Dataset items
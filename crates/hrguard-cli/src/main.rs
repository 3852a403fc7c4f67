//! hrguard CLI.
//!
//! Inspects the role permission matrix and evaluates authorization decisions
//! against the configured department directory.
//!
//! # Quick Start
//!
//! ```bash
//! # Show what every role may do
//! hrguard matrix
//!
//! # May principal 50, claiming department_manager, view employees?
//! hrguard check 50 department_manager canViewEmployees
//!
//! # Show the effective configuration
//! hrguard config --format toml
//! ```

mod commands;
mod style;

use std::path::PathBuf;

use anyhow::{Context, Result};
use clap::{Parser, Subcommand, ValueEnum};
use hrguard_config::{ConfigLoader, HrguardConfig};
use tracing::Level;
use tracing_subscriber::EnvFilter;

/// hrguard - role-based access control for HR records.
#[derive(Parser)]
#[command(name = "hrguard")]
#[command(author, version, about, long_about = None)]
#[command(propagate_version = true)]
struct Cli {
    /// Project directory containing hrguard.toml.
    #[arg(short, long, global = true, default_value = ".")]
    project: PathBuf,

    /// Read this file instead of the layered configuration sources.
    #[arg(short, long, global = true)]
    config: Option<PathBuf>,

    /// Disable colored output.
    #[arg(long, global = true)]
    no_color: bool,

    #[command(subcommand)]
    command: Commands,
}

#[derive(Subcommand)]
enum Commands {
    /// Show version information.
    Version,

    /// List the role registry.
    Roles,

    /// Print the full role by capability matrix.
    Matrix {
        /// Output format.
        #[arg(short, long, value_enum, default_value_t = Format::Table)]
        format: Format,
    },

    /// Evaluate one authorization decision.
    Check {
        /// Principal id.
        principal: u64,

        /// Role claim as carried by the session (unknown values degrade).
        role: String,

        /// Capability name, e.g. canViewPayroll.
        capability: String,

        /// Output format.
        #[arg(short, long, value_enum, default_value_t = Format::Table)]
        format: Format,

        /// Exit with an error when the decision denies access.
        #[arg(long)]
        strict: bool,
    },

    /// Show the effective configuration.
    Config {
        /// Output format.
        #[arg(short, long, value_enum, default_value_t = ConfigFormat::Text)]
        format: ConfigFormat,
    },
}

#[derive(Debug, Clone, Copy, PartialEq, Eq, ValueEnum)]
pub enum Format {
    Table,
    Json,
}

#[derive(Debug, Clone, Copy, PartialEq, Eq, ValueEnum)]
pub enum ConfigFormat {
    Text,
    Json,
    Toml,
}

fn load_config(cli: &Cli) -> Result<HrguardConfig> {
    match &cli.config {
        Some(path) => HrguardConfig::from_file(path)
            .with_context(|| format!("Failed to load {}", path.display())),
        None => ConfigLoader::new().with_project_dir(&cli.project).load(),
    }
}

fn init_logging(config: Option<&HrguardConfig>) {
    // RUST_LOG directives override the configured level
    let level = config
        .and_then(|config| config.logging.level.parse().ok())
        .unwrap_or(Level::INFO);
    tracing_subscriber::fmt()
        .with_writer(std::io::stderr)
        .with_env_filter(
            EnvFilter::builder()
                .with_default_directive(level.into())
                .from_env_lossy(),
        )
        .init();
}

/// Loads the configuration and installs logging at its level.
fn configure(cli: &Cli) -> Result<HrguardConfig> {
    let config = load_config(cli)?;
    init_logging(Some(&config));
    Ok(config)
}

fn main() -> Result<()> {
    let cli = Cli::parse();
    style::set_no_color(cli.no_color);

    // Only commands that read the directory or print settings touch the
    // configuration files.
    match &cli.command {
        Commands::Version => {
            init_logging(None);
            commands::version::run();
            Ok(())
        }
        Commands::Roles => {
            init_logging(None);
            commands::roles::run();
            Ok(())
        }
        Commands::Matrix { format } => {
            init_logging(None);
            commands::matrix::run(*format)
        }
        Commands::Check {
            principal,
            role,
            capability,
            format,
            strict,
        } => {
            let config = configure(&cli)?;
            commands::check::run(&config, *principal, role, capability, *format, *strict)
        }
        Commands::Config { format } => {
            let config = configure(&cli)?;
            commands::config::show(&config, *format)
        }
    }
}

## Task statement
The job here is to write out all the entries again exactly.

## Task output
filename crates/hrguard-cli/src/main.rs
repository 3852a403fc7c4f67
//! hrguard CLI.
//!
//! Inspects the role permission matrix and evaluates authorization decisions
//! against the configured department directory.
//!
//! # Quick Start
//!
//! ```bash
//! # Show what every role may do
//! hrguard matrix
//!
//! # May principal 50, claiming department_manager, view employees?
//! hrguard check 50 department_manager canViewEmployees
//!
//! # Show the effective configuration
//! hrguard config --format toml
//! ```

mod commands;
mod style;

use std::path::PathBuf;

use anyhow::{Context, Result};
use clap::{Parser, Subcommand, ValueEnum};
use hrguard_config::{ConfigLoader, HrguardConfig};
use tracing::Level;
use tracing_subscriber::EnvFilter;

/// hrguard - role-based access control for HR records.
#[derive(Parser)]
#[command(name = "hrguard")]
#[command(author, version, about, long_about = None)]
#[command(propagate_version = true)]
struct Cli {
    /// Project directory containing hrguard.toml.
    #[arg(short, long, global = true, default_value = ".")]
    project: PathBuf,

    /// Read this file instead of the layered configuration sources.
    #[arg(short, long, global = true)]
    config: Option<PathBuf>,

    /// Disable colored output.
    #[arg(long, global = true)]
    no_color: bool,

    #[command(subcommand)]
    command: Commands,
}

#[derive(Subcommand)]
enum Commands {
    /// Show version information.
    Version,

    /// List the role registry.
    Roles,

    /// Print the full role by capability matrix.
    Matrix {
        /// Output format.
        #[arg(short, long, value_enum, default_value_t = Format::Table)]
        format: Format,
    },

    /// Evaluate one authorization decision.
    Check {
        /// Principal id.
        principal: u64,

        /// Role claim as carried by the session (unknown values degrade).
        role: String,

        /// Capability name, e.g. canViewPayroll.
        capability: String,

        /// Output format.
        #[arg(short, long, value_enum, default_value_t = Format::Table)]
        format: Format,

        /// Exit with an error when the decision denies access.
        #[arg(long)]
        strict: bool,
    },

    /// Show the effective configuration.
    Config {
        /// Output format.
        #[arg(short, long, value_enum, default_value_t = ConfigFormat::Text)]
        format: ConfigFormat,
    },
}

#[derive(Debug, Clone, Copy, PartialEq, Eq, ValueEnum)]
pub enum Format {
    Table,
    Json,
}

#[derive(Debug, Clone, Copy, PartialEq, Eq, ValueEnum)]
pub enum ConfigFormat {
    Text,
    Json,
    Toml,
}

fn load_config(cli: &Cli) -> Result<HrguardConfig> {
    match &cli.config {
        Some(path) => HrguardConfig::from_file(path)
            .with_context(|| format!("Failed to load {}", path.display())),
        None => ConfigLoader::new().with_project_dir(&cli.project).load(),
    }
}

fn init_logging(config: Option<&HrguardConfig>) {
    // RUST_LOG directives override the configured level
    let level = config
        .and_then(|config| config.logging.level.parse().ok())
        .unwrap_or(Level::INFO);
    tracing_subscriber::fmt()
        .with_writer(std::io::stderr)
        .with_env_filter(
            EnvFilter::builder()
                .with_default_directive(level.into())
                .from_env_lossy(),
        )
        .init();
}

/// Loads the configuration and installs logging at its level.
fn configure(cli: &Cli) -> Result<HrguardConfig> {
    let config = load_config(cli)?;
    init_logging(Some(&config));
    Ok(config)
}

fn main() -> Result<()> {
    let cli = Cli::parse();
    style::set_no_color(cli.no_color);

    // Only commands that read the directory or print settings touch the
    // configuration files.
    match &cli.command {
        Commands::Version => {
            init_logging(None);
            commands::version::run();
            Ok(())
        }
        Commands::Roles => {
            init_logging(None);
            commands::roles::run();
            Ok(())
        }
        Commands::Matrix { format } => {
            init_logging(None);
            commands::matrix::run(*format)
        }
        Commands::Check {
            principal,
            role,
            capability,
            format,
            strict,
        } => {
            let config = configure(&cli)?;
            commands::check::run(&config, *principal, role, capability, *format, *strict)
        }
        Commands::Config { format } => {
            let config = configure(&cli)?;
            commands::config::show(&config, *format)
        }
    }
}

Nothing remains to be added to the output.